Saved data entries:
=== Section Start ===

use std::collections::{HashMap, HashSet};
use std::io::Read;
use std::path::Path;

use tracing::{debug, info};

use crate::error::{FinanceError, Result};
use crate::models::{Category, NewTransaction, Transaction, TransactionDraft};
use crate::store::{CategoryStore, TransactionStore};

// ---------------------------------------------------------------------------
// CSV parsing
// ---------------------------------------------------------------------------

#[derive(Debug, Default)]
pub struct ParsedFile {
    pub drafts: Vec<TransactionDraft>,
    /// Category name of each draft, same order as `drafts`.
    pub category_names: Vec<String>,
    pub skipped: usize,
}

/// Read every data row of a `title,type,value,category` file.
///
/// The first line is a header and is ignored. Rows that cannot form a
/// [`TransactionDraft`] are counted in `skipped` and otherwise dropped.
/// The whole file is consumed before returning.
pub fn parse_transactions_csv(file_path: &Path) -> Result<ParsedFile> {
    let file = std::fs::File::open(file_path)?;
    parse_transactions(std::io::BufReader::new(file))
}

/// Same as [`parse_transactions_csv`] over any reader. A read failure aborts
/// the parse; only undecodable rows are skipped.
pub fn parse_transactions<R: Read>(reader: R) -> Result<ParsedFile> {
    let mut rdr = csv::ReaderBuilder::new()
        .has_headers(true)
        .flexible(true)
        .from_reader(reader);

    let mut parsed = ParsedFile::default();
    for (line, result) in rdr.records().enumerate() {
        let record = match result {
            Ok(record) => record,
            Err(err) if matches!(err.kind(), csv::ErrorKind::Utf8 { .. } | csv::ErrorKind::UnequalLengths { .. }) => {
                debug!(line = line + 2, %err, "skipping unreadable row");
                parsed.skipped += 1;
                continue;
            }
            Err(err) => return Err(err.into()),
        };
        let fields: Vec<&str> = record.iter().collect();
        match TransactionDraft::from_fields(&fields) {
            Some(draft) => {
                parsed.category_names.push(draft.category_name.clone());
                parsed.drafts.push(draft);
            }
            None => {
                debug!(line = line + 2, ?fields, "skipping incomplete row");
                parsed.skipped += 1;
            }
        }
    }
    Ok(parsed)
}

// ---------------------------------------------------------------------------
// Category reconciliation
// ---------------------------------------------------------------------------

/// `names` with duplicates removed, first-seen order kept.
pub fn distinct_titles(names: &[String]) -> Vec<String> {
    let mut seen = HashSet::new();
    names
        .iter()
        .filter(|name| seen.insert(name.as_str()))
        .cloned()
        .collect()
}

/// Names from `names` with no matching title in `existing`, deduplicated in
/// first-seen order.
pub fn missing_titles(names: &[String], existing: &[Category]) -> Vec<String> {
    let known: HashSet<&str> = existing.iter().map(|c| c.title.as_str()).collect();
    let mut seen = HashSet::new();
    names
        .iter()
        .filter(|name| !known.contains(name.as_str()))
        .filter(|name| seen.insert(name.as_str()))
        .cloned()
        .collect()
}

/// Attach a category id to every draft. Fails on the first draft whose
/// category name has no entry in `lookup`.
pub fn resolve_drafts(
    drafts: &[TransactionDraft],
    lookup: &HashMap<&str, i64>,
) -> Result<Vec<NewTransaction>> {
    drafts
        .iter()
        .map(|draft| {
            let category_id = lookup
                .get(draft.category_name.as_str())
                .copied()
                .ok_or_else(|| FinanceError::UnresolvedCategory(draft.category_name.clone()))?;
            Ok(NewTransaction {
                title: draft.title.clone(),
                kind: draft.kind,
                value: draft.value,
                category_id,
            })
        })
        .collect()
}

// ---------------------------------------------------------------------------
// Import pipeline
// ---------------------------------------------------------------------------

#[derive(Debug)]
pub struct ImportResult {
    /// Transactions inserted by this import.
    pub transactions: Vec<Transaction>,
    /// Categories that did not exist before this import.
    pub created_categories: Vec<Category>,
    pub skipped: usize,
}

pub struct CsvTransactionImporter<'a, C: ?Sized, T: ?Sized> {
    categories: &'a C,
    transactions: &'a T,
}

impl<'a, C, T> CsvTransactionImporter<'a, C, T>
where
    C: CategoryStore + ?Sized,
    T: TransactionStore + ?Sized,
{
    pub fn new(categories: &'a C, transactions: &'a T) -> Self {
        Self {
            categories,
            transactions,
        }
    }

    /// Import `file_path` and delete it once its transactions are stored.
    ///
    /// Categories are created before the transaction batch is written and are
    /// not rolled back if the batch fails. The file is only removed after the
    /// batch succeeds.
    pub fn import(&self, file_path: &Path) -> Result<ImportResult> {
        info!(path = %file_path.display(), "importing transactions");
        let parsed = parse_transactions_csv(file_path)?;

        let titles = distinct_titles(&parsed.category_names);
        let existing = self.categories.find_by_titles(&titles)?;
        let to_create = missing_titles(&titles, &existing);
        let created_categories = if to_create.is_empty() {
            Vec::new()
        } else {
            self.categories.create(&to_create)?
        };
        debug!(
            existing = existing.len(),
            created = created_categories.len(),
            "reconciled categories"
        );

        let lookup: HashMap<&str, i64> = existing
            .iter()
            .chain(created_categories.iter())
            .map(|c| (c.title.as_str(), c.id))
            .collect();
        let rows = resolve_drafts(&parsed.drafts, &lookup)?;

        let transactions = if rows.is_empty() {
            Vec::new()
        } else {
            self.transactions.create_batch(&rows)?
        };

        std::fs::remove_file(file_path)?;

        info!(
            imported = transactions.len(),
            skipped = parsed.skipped,
            new_categories = created_categories.len(),
            "import finished"
        );
        Ok(ImportResult {
            transactions,
            created_categories,
            skipped: parsed.skipped,
        })
    }
}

=== Section End ===

* _YOUR INSTRUCTIONS_: Wherever the string "before" appears in a line of the records, copy that line.

* _RESPONSE AREA_:
/// The whole file is consumed before returning.
    /// Categories that did not exist before this import.
    /// Categories are created before the transaction batch is written and are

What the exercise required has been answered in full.